Seriously, it is about time ALL communities go to underground armored cabling, and do away with pole pigs and unsightly weather-exposed wiring. My community has had underground wiring since my home was built 32 years ago. It is shocking to see all the exposed degrading wiring on tilting poles in older communities, without even a thought to go underground.  Here in earthquake country, underground is a must.  Yes, it will cost money, but done slowly over a long period of time, it can be done within a reasonable budget.  There should be a national goal to achieve this. It will benefit society as a whole, and provide a lot of jobs for young electricians in the rough. 
Ed Cohn,

Response No. 19:
I am an apprentice electrician with PG&E in California.  Before I got my apprenticeship, I worked as a utility worker in the line department.  What happened is pretty common; I have seen a few homes where the ground from the service drop failed.  In all of the failures that I have seen, the wire corroded at the splice on the customer's periscope, or on the splice up on the secondary wires on the pole.  Some of the older triplex service wires can fail too. The insulation will turn white and crack open, and the wires will corrode and eventually short or open.  In any case, damage to the customer’s electric appliances would be prevented by a good ground that is up to Code at the service to the home.

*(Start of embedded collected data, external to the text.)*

//! The atomic-write primitive behind every config mutation.
//!
//! Contract: write a uniquely-named temp file in the same directory as the
//! target, fsync it, then rename over the target. A reader concurrently
//! opening the target sees either the old content or the new content,
//! never a mix. On clustered (GPFS) backends the replace goes through the
//! link primitive first, which revokes the cluster-wide name token before
//! the swap becomes visible on other nodes.

use std::fs::File;
use std::io::Write;
use std::os::unix::fs::MetadataExt;
use std::path::Path;

use nsfs_core::ConfigRootBackend;
use tempfile::NamedTempFile;
use tracing::trace;

/// Write `bytes` to `dir/target_name`, replacing any existing file.
///
/// An existing target keeps its uid/gid across the replace.
/// Blocking; callers dispatch through `spawn_blocking`.
pub(crate) fn write_replace(
    dir: &Path,
    target_name: &str,
    bytes: &[u8],
    backend: ConfigRootBackend,
) -> std::io::Result<()> {
    let target = dir.join(target_name);
    let temp = write_temp(dir, bytes)?;

    match std::fs::metadata(&target) {
        Ok(metadata) => {
            std::os::unix::fs::chown(temp.path(), Some(metadata.uid()), Some(metadata.gid()))?;
        }
        Err(e) if e.kind() == std::io::ErrorKind::NotFound => {}
        Err(e) => return Err(e),
    }

    match backend {
        ConfigRootBackend::None => {
            temp.persist(&target).map_err(|e| e.error)?;
        }
        ConfigRootBackend::Gpfs => {
            // link(2) first: GPFS revokes the name token on link, so remote
            // nodes observe the swap as one transition. EEXIST means the
            // target is live and rename must do the replace.
            match std::fs::hard_link(temp.path(), &target) {
                Ok(()) => {
                    temp.close()?;
                }
                Err(e) if e.kind() == std::io::ErrorKind::AlreadyExists => {
                    temp.persist(&target).map_err(|e| e.error)?;
                }
                Err(e) => return Err(e),
            }
        }
    }

    sync_dir(dir)?;
    trace!(target = %target.display(), "atomic replace committed");
    Ok(())
}

/// Write `bytes` to `dir/target_name`, failing if the target already exists.
///
/// Uses link-based no-clobber persistence so two racing creators are
/// linearized by the kernel; exactly one wins, the other gets
/// `AlreadyExists`.
pub(crate) fn write_exclusive(
    dir: &Path,
    target_name: &str,
    bytes: &[u8],
) -> std::io::Result<()> {
    let target = dir.join(target_name);
    let temp = write_temp(dir, bytes)?;

    temp.persist_noclobber(&target).map_err(|e| e.error)?;
    sync_dir(dir)?;
    trace!(target = %target.display(), "atomic create committed");
    Ok(())
}

/// Create the temp file next to the target, fill it, and fsync it.
fn write_temp(dir: &Path, bytes: &[u8]) -> std::io::Result<NamedTempFile> {
    let mut temp = tempfile::Builder::new()
        .prefix(".config.")
        .suffix(".part")
        .tempfile_in(dir)?;
    temp.write_all(bytes)?;
    temp.as_file().sync_all()?;
    Ok(temp)
}

/// Fsync the containing directory so the rename itself is durable.
fn sync_dir(dir: &Path) -> std::io::Result<()> {
    File::open(dir)?.sync_all()
}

Another thing to do is just look up and inspect the wires to the home. If anything looks corroded, or shoddy, call your local utility company to inspect it, and repair it if it is bad.  Above all, a good ground at the home is a must. It will prevent any damage should that wire open, and the ground is usually the first to fail since the wire is bare and the splices are bare and exposed to the elements, where the other wires are insulated, and the splices are too.

As for animal damage, maybe a plastic cone of some sort could be installed around the service periscope to prevent critters from climbing up it.
Peter Jereb,

Response No. 20:
I have found that mothballs drive the fuzzy little rodents’ right out. It also works well for mice. Follow the direction on the box; i.e., use gloves and a mask. Camphor can cause cancer.
Mike Jennette,

Response No. 21:
Squirrels can be rough on electrical equipment. The entire campus of NC State University was without power once because an unfortunate squirrel shorted out the substation.